### Work instructions:
Tell how many lines in the data below hold the string "chunk"; give nothing but the number.

[Collected data]
"""
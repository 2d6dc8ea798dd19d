//! Configuration types for flowsmith.
//!
//! All knobs for the task engine, the batch dispatcher, and the document
//! pipeline live here. Configuration is immutable once an engine instance is
//! constructed; tune a config, validate it, then hand it over.

use serde::{Deserialize, Serialize};
use std::time::Duration;

/// Configuration for one [`TaskEngine`](crate::engine::TaskEngine) instance.
///
/// Defaults are conservative enough for a typical rate-limited AI API.
/// Two engines pointed at the same upstream service do **not** share a rate
/// budget — split the caps between them yourself.
///
/// # Examples
///
/// ```rust
/// use flowsmith::config::EngineConfig;
///
/// let config = EngineConfig {
///     max_concurrency: 4,
///     max_requests_per_minute: 120,
///     ..Default::default()
/// };
/// assert!(config.validate().is_ok());
/// ```
#[derive(Debug, Clone, Serialize, Deserialize)]
pub struct EngineConfig {
    /// Maximum number of tasks executing at once
    pub max_concurrency: usize,

    /// Maximum number of items the batch dispatcher coalesces per call
    pub max_batch_size: usize,

    /// Admission cap over any trailing 60 second window
    pub max_requests_per_minute: usize,

    /// Admission cap over any trailing 1 second window
    pub max_requests_per_second: usize,

    /// Maximum retry attempts for a retryable failure
    pub max_retries: u32,

    /// Base delay before the first retry (in milliseconds)
    pub retry_delay_ms: u64,

    /// Multiplier applied per additional retry attempt
    pub backoff_multiplier: f64,

    /// Process memory threshold for backpressure throttling (in MB)
    pub max_memory_mb: u64,

    /// Maximum number of queued-but-not-dispatched tasks
    pub max_queue_size: usize,

    /// Whether to run the periodic metrics sampler
    pub enable_metrics: bool,

    /// Interval between metrics snapshots (in milliseconds)
    pub metrics_interval_ms: u64,
}

impl Default for EngineConfig {
    fn default() -> Self {
        Self {
            max_concurrency: num_cpus::get().clamp(1, 5),
            max_batch_size: 10,
            max_requests_per_minute: 60,
            max_requests_per_second: 10,
            max_retries: 3,
            retry_delay_ms: 1000,
            backoff_multiplier: 2.0,
            max_memory_mb: 512,
            max_queue_size: 1000,
            enable_metrics: true,
            metrics_interval_ms: 5000,
        }
    }
}

impl EngineConfig {
    /// Create a configuration with a specific concurrency cap.
    pub fn with_concurrency(max_concurrency: usize) -> Self {
        Self {
            max_concurrency,
            ..Default::default()
        }
    }

    /// Set the per-second and per-minute admission caps.
    pub fn with_rate_limits(mut self, per_second: usize, per_minute: usize) -> Self {
        self.max_requests_per_second = per_second;
        self.max_requests_per_minute = per_minute;
        self
    }

    /// Set the retry policy.
    pub fn with_retries(mut self, max_retries: u32, retry_delay_ms: u64) -> Self {
        self.max_retries = max_retries;
        self.retry_delay_ms = retry_delay_ms;
        self
    }

    /// Set the queue capacity.
    pub fn with_queue_size(mut self, max_queue_size: usize) -> Self {
        self.max_queue_size = max_queue_size;
        self
    }

    /// Disable the metrics sampler.
    pub fn without_metrics(mut self) -> Self {
        self.enable_metrics = false;
        self
    }

    /// Base retry delay as a [`Duration`].
    pub fn retry_delay(&self) -> Duration {
        Duration::from_millis(self.retry_delay_ms)
    }

    /// Metrics sampling interval as a [`Duration`].
    pub fn metrics_interval(&self) -> Duration {
        Duration::from_millis(self.metrics_interval_ms)
    }

    /// Backoff delay before retry attempt `attempt` (1-based), no jitter.
    pub fn backoff_delay(&self, attempt: u32) -> Duration {
        let exponent = attempt.saturating_sub(1);
        let millis = self.retry_delay_ms as f64 * self.backoff_multiplier.powi(exponent as i32);
        Duration::from_millis(millis as u64)
    }

    /// Validate the configuration and return any errors.
    pub fn validate(&self) -> Result<(), Vec<String>> {
        let mut errors = Vec::new();

        if self.max_concurrency == 0 {
            errors.push("max_concurrency must be greater than 0".to_string());
        }
        if self.max_batch_size == 0 {
            errors.push("max_batch_size must be greater than 0".to_string());
        }
        if self.max_requests_per_second == 0 {
            errors.push("max_requests_per_second must be greater than 0".to_string());
        }
        if self.max_requests_per_minute == 0 {
            errors.push("max_requests_per_minute must be greater than 0".to_string());
        }
        if self.max_requests_per_minute < self.max_requests_per_second {
            errors.push(
                "max_requests_per_minute must be at least max_requests_per_second".to_string(),
            );
        }
        if self.retry_delay_ms == 0 {
            errors.push("retry_delay_ms must be greater than 0".to_string());
        }
        if self.backoff_multiplier < 1.0 {
            errors.push("backoff_multiplier must be at least 1.0".to_string());
        }
        if self.max_queue_size == 0 {
            errors.push("max_queue_size must be greater than 0".to_string());
        }
        if self.enable_metrics && self.metrics_interval_ms == 0 {
            errors.push("metrics_interval_ms must be greater than 0".to_string());
        }

        if errors.is_empty() { Ok(()) } else { Err(errors) }
    }
}

/// Configuration for the [`BatchDispatcher`](crate::batch::BatchDispatcher).
#[derive(Debug, Clone, Serialize, Deserialize)]
pub struct BatchConfig {
    /// Flush immediately once this many items are buffered
    pub max_batch_size: usize,

    /// Flush a partial batch after this long (in milliseconds)
    pub max_batch_delay_ms: u64,

    /// Engine driving the batch calls themselves
    pub engine: EngineConfig,
}

impl Default for BatchConfig {
    fn default() -> Self {
        Self {
            max_batch_size: 10,
            max_batch_delay_ms: 100,
            engine: EngineConfig::default(),
        }
    }
}

impl BatchConfig {
    /// Flush delay as a [`Duration`].
    pub fn max_batch_delay(&self) -> Duration {
        Duration::from_millis(self.max_batch_delay_ms)
    }

    /// Validate the configuration and return any errors.
    pub fn validate(&self) -> Result<(), Vec<String>> {
        let mut errors = Vec::new();

        if self.max_batch_size == 0 {
            errors.push("max_batch_size must be greater than 0".to_string());
        }
        if self.max_batch_delay_ms == 0 {
            errors.push("max_batch_delay_ms must be greater than 0".to_string());
        }
        if let Err(engine_errors) = self.engine.validate() {
            errors.extend(engine_errors);
        }

        if errors.is_empty() { Ok(()) } else { Err(errors) }
    }
}

/// Configuration for the [`DocumentPipeline`](crate::pipeline::DocumentPipeline).
///
/// Each stage gets its own engine so analysis and embedding caps can be tuned
/// independently against their respective upstream services.
#[derive(Debug, Clone, Serialize, Deserialize)]
pub struct PipelineConfig {
    /// Engine for per-chunk analysis calls
    pub analysis: EngineConfig,

    /// Engine for per-chunk embedding calls
    pub embedding: EngineConfig,

    /// Engine for whole-document fan-out
    pub documents: EngineConfig,

    /// Whether to run the summarization stage when a summarizer is supplied
    pub summarize: bool,
}

impl Default for PipelineConfig {
    fn default() -> Self {
        Self {
            analysis: EngineConfig {
                max_concurrency: 3,
                max_requests_per_minute: 50,
                max_requests_per_second: 2,
                ..Default::default()
            },
            embedding: EngineConfig {
                max_concurrency: 5,
                max_requests_per_minute: 100,
                max_requests_per_second: 5,
                ..Default::default()
            },
            documents: EngineConfig {
                max_concurrency: 2,
                max_requests_per_minute: 30,
                max_requests_per_second: 2,
                enable_metrics: false,
                ..Default::default()
            },
            summarize: true,
        }
    }
}

impl PipelineConfig {
    /// Validate the configuration and return any errors.
    pub fn validate(&self) -> Result<(), Vec<String>> {
        let mut errors = Vec::new();

        for (stage, config) in [
            ("analysis", &self.analysis),
            ("embedding", &self.embedding),
            ("documents", &self.documents),
        ] {
            if let Err(stage_errors) = config.validate() {
                errors.extend(stage_errors.into_iter().map(|e| format!("{stage}: {e}")));
            }
        }

        if errors.is_empty() { Ok(()) } else { Err(errors) }
    }
}
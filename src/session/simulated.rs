//! Simulated instrument session.
//!
//! Stands in for a real transport when the driver runs in simulation mode,
//! and doubles as the recording fake used by the test suite. It provides:
//! - Echo of the last value written to each command header
//! - Scripted responses for specific queries
//! - Controllable failure injection
//! - A shared transcript of every call for test verification

use super::InstrumentSession;
use crate::scpi;
use anyhow::{anyhow, Result};
use async_trait::async_trait;
use std::collections::HashMap;
use std::sync::atomic::{AtomicBool, Ordering};
use std::sync::{Arc, Mutex, MutexGuard};
use tracing::debug;

/// One recorded session call.
#[derive(Debug, Clone, PartialEq, Eq)]
pub enum SessionEvent {
    /// Text command written
    Write(String),
    /// Binary payload written without a terminator
    WriteRaw(Vec<u8>),
    /// Query sent
    Ask(String),
    /// Device clear
    Clear,
    /// Session closed
    Close,
}

#[derive(Debug, Default)]
struct SimState {
    /// Last argument written per upper-cased command header
    values: HashMap<String, String>,
    /// Fixed responses per upper-cased query
    scripted: HashMap<String, String>,
    transcript: Vec<SessionEvent>,
    closed: bool,
}

/// In-memory instrument session.
///
/// Clones share state, so a test can keep a handle after moving the session
/// into a driver.
///
/// # Example
///
/// ```
/// use rs_siggen::session::SimulatedSession;
///
/// let session = SimulatedSession::new("Rohde&Schwarz,SMBV100A,0,1.0");
/// let wire = session.clone();
/// assert!(wire.writes().is_empty());
/// ```
#[derive(Clone)]
pub struct SimulatedSession {
    identity: String,
    state: Arc<Mutex<SimState>>,
    should_fail_next: Arc<AtomicBool>,
}

impl SimulatedSession {
    /// Create a session answering `*IDN?` with `identity`.
    pub fn new(identity: impl Into<String>) -> Self {
        Self {
            identity: identity.into(),
            state: Arc::new(Mutex::new(SimState::default())),
            should_fail_next: Arc::new(AtomicBool::new(false)),
        }
    }

    /// Create a session identifying as the given model.
    pub fn for_model(model: &str) -> Self {
        Self::new(format!("Rohde&Schwarz,{model},000000/000,0.0.0 (simulated)"))
    }

    /// Answer `query` with a fixed response instead of the echoed value.
    pub fn with_response(self, query: &str, response: &str) -> Self {
        self.lock()
            .scripted
            .insert(normalize(query), response.to_string());
        self
    }

    /// Make the next call fail with a transport error.
    pub fn inject_next_failure(&self) {
        self.should_fail_next.store(true, Ordering::SeqCst);
    }

    /// Every call made on this session, in order.
    pub fn transcript(&self) -> Vec<SessionEvent> {
        self.lock().transcript.clone()
    }

    /// Only the text commands written, in order.
    pub fn writes(&self) -> Vec<String> {
        self.lock()
            .transcript
            .iter()
            .filter_map(|event| match event {
                SessionEvent::Write(cmd) => Some(cmd.clone()),
                _ => None,
            })
            .collect()
    }

    /// Only the queries sent, in order.
    pub fn queries(&self) -> Vec<String> {
        self.lock()
            .transcript
            .iter()
            .filter_map(|event| match event {
                SessionEvent::Ask(query) => Some(query.clone()),
                _ => None,
            })
            .collect()
    }

    /// Forget the transcript.
    pub fn clear_transcript(&self) {
        self.lock().transcript.clear();
    }

    /// Whether `close` was called.
    pub fn is_closed(&self) -> bool {
        self.lock().closed
    }

    fn lock(&self) -> MutexGuard<'_, SimState> {
        // A poisoned lock only means a test panicked mid-call; the data is still usable.
        self.state.lock().unwrap_or_else(|poisoned| poisoned.into_inner())
    }

    fn record(&self, event: SessionEvent) -> Result<()> {
        self.lock().transcript.push(event);
        if self.should_fail_next.swap(false, Ordering::SeqCst) {
            return Err(anyhow!("Injected failure"));
        }
        Ok(())
    }

    fn apply_write(&self, command: &str) {
        let mut state = self.lock();
        for part in scpi::split_messages(command) {
            let (header, argument) = scpi::split_header(part);
            if header.is_empty() {
                continue;
            }
            if header.eq_ignore_ascii_case("*RST") {
                state.values.clear();
                continue;
            }
            state.values.insert(normalize(header), argument.to_string());
        }
    }

    fn answer(&self, query: &str) -> String {
        let state = self.lock();
        let key = normalize(query);
        if let Some(response) = state.scripted.get(&key) {
            return response.clone();
        }
        match key.as_str() {
            "*IDN?" => self.identity.clone(),
            "*TST?" => "0".to_string(),
            ":SYST:ERR?" | "SYST:ERR?" => "0,\"No error\"".to_string(),
            "*OPC?" => "1".to_string(),
            _ => state
                .values
                .get(key.trim_end_matches('?'))
                .cloned()
                .unwrap_or_default(),
        }
    }
}

fn normalize(command: &str) -> String {
    command.trim().to_ascii_uppercase()
}

#[async_trait]
impl InstrumentSession for SimulatedSession {
    async fn write(&mut self, command: &str) -> Result<()> {
        debug!("Simulated write: {}", command);
        self.record(SessionEvent::Write(command.to_string()))?;
        self.apply_write(command);
        Ok(())
    }

    async fn write_raw(&mut self, data: &[u8]) -> Result<()> {
        debug!("Simulated raw write: {} bytes", data.len());
        self.record(SessionEvent::WriteRaw(data.to_vec()))
    }

    async fn ask(&mut self, query: &str) -> Result<String> {
        self.record(SessionEvent::Ask(query.to_string()))?;
        let response = self.answer(query);
        debug!("Simulated query '{}' -> '{}'", query, response);
        Ok(response)
    }

    async fn clear(&mut self) -> Result<()> {
        self.record(SessionEvent::Clear)
    }

    async fn close(&mut self) -> Result<()> {
        self.record(SessionEvent::Close)?;
        self.lock().closed = true;
        Ok(())
    }

    fn describe(&self) -> String {
        format!("SimulatedSession({})", self.identity)
    }
}

#[cfg(test)]
mod tests {
    use super::*;

    #[tokio::test]
    async fn test_echoes_last_written_value() {
        let mut session = SimulatedSession::for_model("SMBV100A");
        session.write(":SOUR:FREQ:CW 1.000000e+09").await.unwrap();
        assert_eq!(session.ask(":SOUR:FREQ:CW?").await.unwrap(), "1.000000e+09");
        assert_eq!(session.ask(":sour:freq:cw?").await.unwrap(), "1.000000e+09");
    }

    #[tokio::test]
    async fn test_unknown_query_is_empty() {
        let mut session = SimulatedSession::for_model("SMBV100A");
        assert_eq!(session.ask(":SOUR:LFO:FREQ?").await.unwrap(), "");
    }

    #[tokio::test]
    async fn test_compound_message_updates_each_header() {
        let mut session = SimulatedSession::for_model("SMBV100A");
        session
            .write(":SOUR:IQ:SOUR BAS;:SOUR:BB:ARB:STAT 1")
            .await
            .unwrap();
        assert_eq!(session.ask(":SOUR:IQ:SOUR?").await.unwrap(), "BAS");
        assert_eq!(session.ask(":SOUR:BB:ARB:STAT?").await.unwrap(), "1");
    }

    #[tokio::test]
    async fn test_quoted_separator_is_part_of_the_value() {
        let mut session = SimulatedSession::for_model("SMBV100A");
        session
            .write(":SOUR:BB:ARB:WAV:SEL 'a;b';:SOUR:BB:ARB:STAT 1")
            .await
            .unwrap();
        assert_eq!(session.ask(":SOUR:BB:ARB:WAV:SEL?").await.unwrap(), "'a;b'");
        assert_eq!(session.ask(":SOUR:BB:ARB:STAT?").await.unwrap(), "1");
    }

    #[tokio::test]
    async fn test_reset_forgets_values() {
        let mut session = SimulatedSession::for_model("SMBV100A");
        session.write(":OUTP:STATE 1").await.unwrap();
        session.write("*RST").await.unwrap();
        assert_eq!(session.ask(":OUTP:STATE?").await.unwrap(), "");
    }

    #[tokio::test]
    async fn test_scripted_response_and_identity() {
        let mut session =
            SimulatedSession::new("Rohde&Schwarz,SMW200A,1412.0000K02/101234,4.70.026.38")
                .with_response(":OUTP:STATE?", "garbage");
        assert_eq!(session.ask(":OUTP:STATE?").await.unwrap(), "garbage");
        assert!(session.ask("*IDN?").await.unwrap().contains("SMW200A"));
    }

    #[tokio::test]
    async fn test_failure_injection_is_consumed() {
        let mut session = SimulatedSession::for_model("SMBV100A");
        session.inject_next_failure();
        assert!(session.write("*CLS").await.is_err());
        assert!(session.write("*CLS").await.is_ok());
    }

    #[tokio::test]
    async fn test_clones_share_transcript() {
        let session = SimulatedSession::for_model("SMBV100A");
        let wire = session.clone();
        let mut boxed: Box<dyn InstrumentSession> = Box::new(session);
        boxed.clear().await.unwrap();
        boxed.write_raw(b"\x01\x02").await.unwrap();
        boxed.close().await.unwrap();
        assert_eq!(
            wire.transcript(),
            vec![
                SessionEvent::Clear,
                SessionEvent::WriteRaw(vec![1, 2]),
                SessionEvent::Close
            ]
        );
        assert!(wire.is_closed());
    }
}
"""
### Response to this task:
2